Friday, March 23, 2012
Kill Me.
Well, No improvements. None. I wrote something on the wall of Marie, intended to be a joke, she did not like it. It was not insulting, just weird i guess, i didn't know. Her suspected boyfriend, oh yea, they are not official, but they are so clearly together, just posts after me calling me a creep. Which is probably true, but he did not have to say that. he then said, he felt bad that she had to "deal with this kid". That Hurt so much. I have to move back to My home state because my roommates are moving out and things are so bad i have no options but to live in my parents basement at 25 years old. I want to cry and probably will within minutes. I feel so alone, I am sick. I feel like all my friends just put up with me, they have to pick me up, i have to call them, they never call me, which makes me an annoying pest, No one ever seems to have fun with me.

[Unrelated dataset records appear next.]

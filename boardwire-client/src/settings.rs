//! Client Settings
//!
//! Transport and cache policy shared by every instance. Loaded from
//! environment variables with defaults suitable for interactive use.

use std::time::Duration;

use boardwire_cache::CacheConfig;
use boardwire_core::EnvSource;
use tracing::warn;

// ============================================================================
// CLIENT SETTINGS
// ============================================================================

/// Transport and cache settings applied to every constructed client.
#[derive(Debug, Clone, PartialEq, Eq)]
pub struct ClientSettings {
    /// Per-request timeout enforced by the HTTP transport.
    pub request_timeout: Duration,

    /// When false, every module cache has a zero TTL: concurrent reads are
    /// still deduplicated but nothing is stored.
    pub cache_enabled: bool,

    /// TTL applied to every module instead of its own default.
    pub cache_ttl_override: Option<Duration>,

    /// Maximum entries per module cache.
    pub cache_max_entries: usize,
}

impl Default for ClientSettings {
    fn default() -> Self {
        Self {
            request_timeout: Duration::from_millis(30_000),
            cache_enabled: true,
            cache_ttl_override: None,
            cache_max_entries: 1_000,
        }
    }
}

impl ClientSettings {
    /// Read settings from environment variables.
    ///
    /// Environment variables:
    /// - `BOARDWIRE_REQUEST_TIMEOUT_MS`: request timeout (default: 30000)
    /// - `BOARDWIRE_CACHE_ENABLED`: "true" or "false" (default: true)
    /// - `BOARDWIRE_CACHE_TTL_SECS`: TTL for every module (default: per module)
    /// - `BOARDWIRE_CACHE_MAX_ENTRIES`: entries per module cache (default: 1000)
    ///
    /// Unparseable values are logged and replaced by the default.
    pub fn from_env(env: &dyn EnvSource) -> Self {
        let defaults = Self::default();

        let request_timeout = parse_var::<u64>(env, "BOARDWIRE_REQUEST_TIMEOUT_MS")
            .filter(|ms| *ms > 0)
            .map(Duration::from_millis)
            .unwrap_or(defaults.request_timeout);

        let cache_enabled = env
            .non_empty("BOARDWIRE_CACHE_ENABLED")
            .map(|s| !matches!(s.to_lowercase().as_str(), "false" | "0" | "no" | "off"))
            .unwrap_or(defaults.cache_enabled);

        let cache_ttl_override =
            parse_var::<u64>(env, "BOARDWIRE_CACHE_TTL_SECS").map(Duration::from_secs);

        let cache_max_entries = parse_var::<usize>(env, "BOARDWIRE_CACHE_MAX_ENTRIES")
            .filter(|n| *n > 0)
            .unwrap_or(defaults.cache_max_entries);

        Self {
            request_timeout,
            cache_enabled,
            cache_ttl_override,
            cache_max_entries,
        }
    }

    /// Cache configuration for a module whose own default TTL is `module_ttl`.
    pub fn cache_config(&self, module_ttl: Duration) -> CacheConfig {
        let ttl = if self.cache_enabled {
            self.cache_ttl_override.unwrap_or(module_ttl)
        } else {
            Duration::ZERO
        };
        CacheConfig::new()
            .with_ttl(ttl)
            .with_max_entries(self.cache_max_entries)
    }
}

fn parse_var<T: std::str::FromStr>(env: &dyn EnvSource, name: &str) -> Option<T> {
    let raw = env.non_empty(name)?;
    match raw.parse() {
        Ok(value) => Some(value),
        Err(_) => {
            warn!(variable = name, value = %raw, "Ignoring unparseable setting");
            None
        }
    }
}
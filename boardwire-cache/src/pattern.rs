//! Invalidation patterns over cache keys.
//!
//! Three forms are accepted by [`KeyPattern::parse`]:
//!
//! - `^cards:` or `:structure$`: a regular expression (starts with `^` or
//!   ends with `$`)
//! - `boards:*:structure`: a glob where `*` matches any run of characters,
//!   anchored at both ends
//! - anything else: a literal key, matched exactly

use regex::Regex;

/// A compiled matcher for cache keys.
#[derive(Debug, Clone)]
pub enum KeyPattern {
    /// Matches exactly one key.
    Exact(String),
    /// Matches every key the expression finds a match in.
    Regex(Regex),
}

impl KeyPattern {
    /// Parse a pattern string.
    ///
    /// # Errors
    ///
    /// Returns the regex error when a `^`/`$` pattern is not a valid
    /// regular expression. Globs and literals never fail.
    pub fn parse(pattern: &str) -> Result<Self, regex::Error> {
        if pattern.starts_with('^') || pattern.ends_with('$') {
            return Regex::new(pattern).map(Self::Regex);
        }
        if pattern.contains('*') {
            let body = pattern
                .split('*')
                .map(regex::escape)
                .collect::<Vec<_>>()
                .join(".*");
            return Regex::new(&format!("^{body}$")).map(Self::Regex);
        }
        Ok(Self::Exact(pattern.to_string()))
    }

    /// A pattern matching exactly `key`, even if it contains `*` or `^`.
    pub fn literal(key: impl Into<String>) -> Self {
        Self::Exact(key.into())
    }

    /// A pattern matching every key that starts with `prefix`.
    pub fn prefix(prefix: &str) -> Self {
        match Regex::new(&format!("^{}", regex::escape(prefix))) {
            Ok(re) => Self::Regex(re),
            // An escaped literal always compiles; keep a total function anyway.
            Err(_) => Self::Exact(prefix.to_string()),
        }
    }

    /// A pattern matching every key of one collection.
    pub fn collection(collection: &str) -> Self {
        Self::prefix(&format!("{collection}:"))
    }

    pub fn matches(&self, key: &str) -> bool {
        match self {
            Self::Exact(expected) => expected == key,
            Self::Regex(re) => re.is_match(key),
        }
    }
}
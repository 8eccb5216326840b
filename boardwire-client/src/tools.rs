//! The seam between tool handlers and the client layer.

use std::sync::Arc;

use boardwire_cache::CacheStats;
use boardwire_core::{ClientError, ClientResult};

use crate::discovery::{self, InstanceDetail, InstanceSummary};
use crate::factory::{ClientFactory, ResolvedClient};
use crate::global;

/// What a tool handler receives: the factory plus the discovery and
/// statistics surfaces. Every operation takes the tool's optional instance
/// selector as-is.
#[derive(Debug, Clone)]
pub struct ToolContext {
    factory: Arc<ClientFactory>,
}

impl ToolContext {
    pub fn new(factory: Arc<ClientFactory>) -> Self {
        Self { factory }
    }

    /// Context over the process-wide factory.
    ///
    /// # Errors
    ///
    /// [`ClientError::Internal`] when no factory has been installed.
    pub fn from_global() -> ClientResult<Self> {
        global::factory()
            .map(Self::new)
            .ok_or_else(|| ClientError::Internal("client factory not installed".to_string()))
    }

    pub fn factory(&self) -> &Arc<ClientFactory> {
        &self.factory
    }

    pub fn client(&self, selector: Option<&str>) -> ClientResult<Arc<ResolvedClient>> {
        self.factory.get_client(selector)
    }

    pub async fn list_instances(&self, check_health: bool) -> Vec<InstanceSummary> {
        discovery::list_instances(&self.factory, check_health).await
    }

    pub fn instance_detail(&self, selector: Option<&str>) -> ClientResult<InstanceDetail> {
        discovery::instance_detail(&self.factory, selector)
    }

    /// One snapshot per module per constructed instance.
    pub fn cache_stats(&self) -> Vec<CacheStats> {
        self.factory.cache_stats()
    }
}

My job sucks, they treat me with no respect at all after 3 years of working there, i can not pay the bills, which are already very very low. I have gained weight, just nothing good. nothing good at all, one of my 3 friends drank himself into a coma, the other doesn't return my calls and the other, even though we hang out, treats me with a mild neglect and i just sort of have to follow him around on his errands, sometimes sitting in his room, by myself for 5 hours while he is at work. I should just die, i contribute nothing. I am the worlds biggest loser.